KAMPALA, March 9 (Reuters) – Uganda’s parliament on Thursday took up a bill that would criminalise identifying as LGBTQ, with lawmakers saying the current ban on same-sex relations does not go far enough.
Anti-LGBTQ sentiment is deeply entrenched in the highly conservative and religious east African nation, with same-sex relations punishable by up to life in prison.
More than 30 African countries ban same-sex relations, but Uganda’s law, if passed, would appear to be the first to criminalise merely identifying as lesbian, gay, bisexual, transgender and queer (LGBTQ), according to Human Rights Watch.
The proposed Ugandan law was introduced as a private lawmaker’s bill and aims to allow the country to fight “threats to the traditional, heterosexual family”, according to a copy seen by Reuters.
It punishes with up to 10 years in prison any person who “holds out as a lesbian, gay, transgender, a queer or any other sexual or gender identity that is contrary to the binary categories of male and female”.
It also criminalises the “promotion” of homosexuality and “abetting” and “conspiring” to engage in same-sex relations.
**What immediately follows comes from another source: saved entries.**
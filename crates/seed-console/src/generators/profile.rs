//! Nutrition goals and app settings, one of each per user.

use rand::Rng;

use stayfit::models::{GoalType, Language, Theme};

use super::random_measure;

#[derive(Debug, Clone)]
pub struct GeneratedGoal {
    pub user_id: i32,
    pub daily_calories: f64,
    pub goal_type: GoalType,
    pub protein_grams: f64,
    pub fat_grams: f64,
    pub carbs_grams: f64,
    pub is_active: bool,
}

#[derive(Debug, Clone)]
pub struct GeneratedSettings {
    pub user_id: i32,
    pub language: Language,
    pub theme: Theme,
    pub reminder_food_enabled: bool,
    pub weekly_reports_enabled: bool,
}

/// Generates per-user goals and settings.
#[derive(Debug, Default)]
pub struct ProfileGenerator;

impl ProfileGenerator {
    pub fn new() -> Self {
        Self
    }

    /// One active goal per user.
    pub fn goals(&self, user_ids: &[i32], rng: &mut impl Rng) -> Vec<GeneratedGoal> {
        user_ids
            .iter()
            .map(|&user_id| GeneratedGoal {
                user_id,
                daily_calories: random_measure(rng, 1500.0, 3000.0),
                goal_type: GoalType::ALL[rng.gen_range(0..GoalType::ALL.len())],
                protein_grams: random_measure(rng, 80.0, 200.0),
                fat_grams: random_measure(rng, 40.0, 100.0),
                carbs_grams: random_measure(rng, 150.0, 400.0),
                is_active: true,
            })
            .collect()
    }

    /// One settings row per user.
    pub fn settings(&self, user_ids: &[i32], rng: &mut impl Rng) -> Vec<GeneratedSettings> {
        user_ids
            .iter()
            .map(|&user_id| GeneratedSettings {
                user_id,
                language: Language::ALL[rng.gen_range(0..Language::ALL.len())],
                theme: Theme::ALL[rng.gen_range(0..Theme::ALL.len())],
                reminder_food_enabled: rng.gen_bool(0.5),
                weekly_reports_enabled: rng.gen_bool(0.8),
            })
            .collect()
    }
}
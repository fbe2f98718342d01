use thiserror::Error;

#[derive(Error, Debug)]
pub enum AuthError {
    #[error("Failed to hash password: {0}")]
    Hash(String),

    #[error("Invalid password hash: {0}")]
    InvalidHash(String),
}
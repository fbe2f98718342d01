//! Meal types and the product catalogue.

use rand::Rng;
use rand::seq::SliceRandom;

use stayfit::models::{MealKind, ProductCategory};

use super::random_measure;

/// Well-known foods with per-100g macros: name, category, kcal, protein, fat, carbs.
const GLOBAL_FOODS: &[(&str, ProductCategory, f64, f64, f64, f64)] = &[
    ("Chicken Breast", ProductCategory::Meat, 165.0, 31.0, 3.6, 0.0),
    ("Brown Rice", ProductCategory::Grains, 370.0, 7.9, 2.9, 77.2),
    ("Broccoli", ProductCategory::Vegetables, 34.0, 2.8, 0.4, 7.0),
    ("Salmon", ProductCategory::Fish, 208.0, 20.0, 13.0, 0.0),
    ("Greek Yogurt", ProductCategory::Dairy, 59.0, 10.0, 0.4, 3.6),
    ("Apple", ProductCategory::Fruits, 52.0, 0.3, 0.2, 14.0),
    ("Banana", ProductCategory::Fruits, 89.0, 1.1, 0.3, 23.0),
    ("Eggs", ProductCategory::Other, 155.0, 13.0, 11.0, 1.1),
    ("Oatmeal", ProductCategory::Grains, 389.0, 16.9, 6.9, 66.3),
    ("Almonds", ProductCategory::Snacks, 579.0, 21.2, 49.9, 21.6),
];

/// Generated product ready for database insertion.
#[derive(Debug, Clone, PartialEq)]
pub struct GeneratedProduct {
    pub name: String,
    pub category: ProductCategory,
    pub calories_per_100g: f64,
    pub protein_per_100g: f64,
    pub fat_per_100g: f64,
    pub carbs_per_100g: f64,
    /// Owner of a custom product; global products have none.
    pub created_by: Option<i32>,
}

impl GeneratedProduct {
    pub fn is_global(&self) -> bool {
        self.created_by.is_none()
    }
}

/// Generates meal types and products.
pub struct CatalogGenerator {
    custom_products: usize,
}

impl CatalogGenerator {
    pub fn new(custom_products: usize) -> Self {
        Self { custom_products }
    }

    /// The canonical meal types, in display order.
    pub fn meal_types(&self) -> &'static [MealKind] {
        &MealKind::ALL
    }

    /// The fixed catalogue of global foods.
    pub fn global_products(&self) -> Vec<GeneratedProduct> {
        GLOBAL_FOODS
            .iter()
            .map(
                |&(name, category, calories, protein, fat, carbs)| GeneratedProduct {
                    name: name.to_string(),
                    category,
                    calories_per_100g: calories,
                    protein_per_100g: protein,
                    fat_per_100g: fat,
                    carbs_per_100g: carbs,
                    created_by: None,
                },
            )
            .collect()
    }

    /// User-created products with random macros, each owned by one of
    /// `user_ids`. Without users there is nobody to own them.
    pub fn custom_products(&self, user_ids: &[i32], rng: &mut impl Rng) -> Vec<GeneratedProduct> {
        if user_ids.is_empty() {
            return Vec::new();
        }

        (1..=self.custom_products)
            .map(|n| GeneratedProduct {
                name: format!("Custom Product {n}"),
                category: ProductCategory::ALL[rng.gen_range(0..ProductCategory::ALL.len())],
                calories_per_100g: random_measure(rng, 20.0, 600.0),
                protein_per_100g: random_measure(rng, 0.0, 50.0),
                fat_per_100g: random_measure(rng, 0.0, 40.0),
                carbs_per_100g: random_measure(rng, 0.0, 80.0),
                created_by: user_ids.choose(rng).copied(),
            })
            .collect()
    }

    /// Global catalogue followed by custom products.
    pub fn products(&self, user_ids: &[i32], rng: &mut impl Rng) -> Vec<GeneratedProduct> {
        let mut products = self.global_products();
        products.extend(self.custom_products(user_ids, rng));
        products
    }
}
The law is similar in some ways to a law passed in 2013 that stiffened some penalties and criminalised lesbianism. It drew widespread international condemnation before it was struck down by a domestic court on procedural grounds.
After the new bill was read in parliament, Speaker Anita Among sent it to a committee for scrutiny and public hearings before it is brought back to the House for debate and a vote.
Among urged members of parliament to reject intimidation, referencing reported threats by some Western countries to impose travel bans against those involved in passing the law.
“This business of intimidating that ‘you will not go to America’, what is America?” she said.
An investigation by a parliamentary committee ordered in January into reports of alleged promotion of homosexuality in schools has already sparked a wave of discrimination and violence against members of the LGBTQ community, activists say.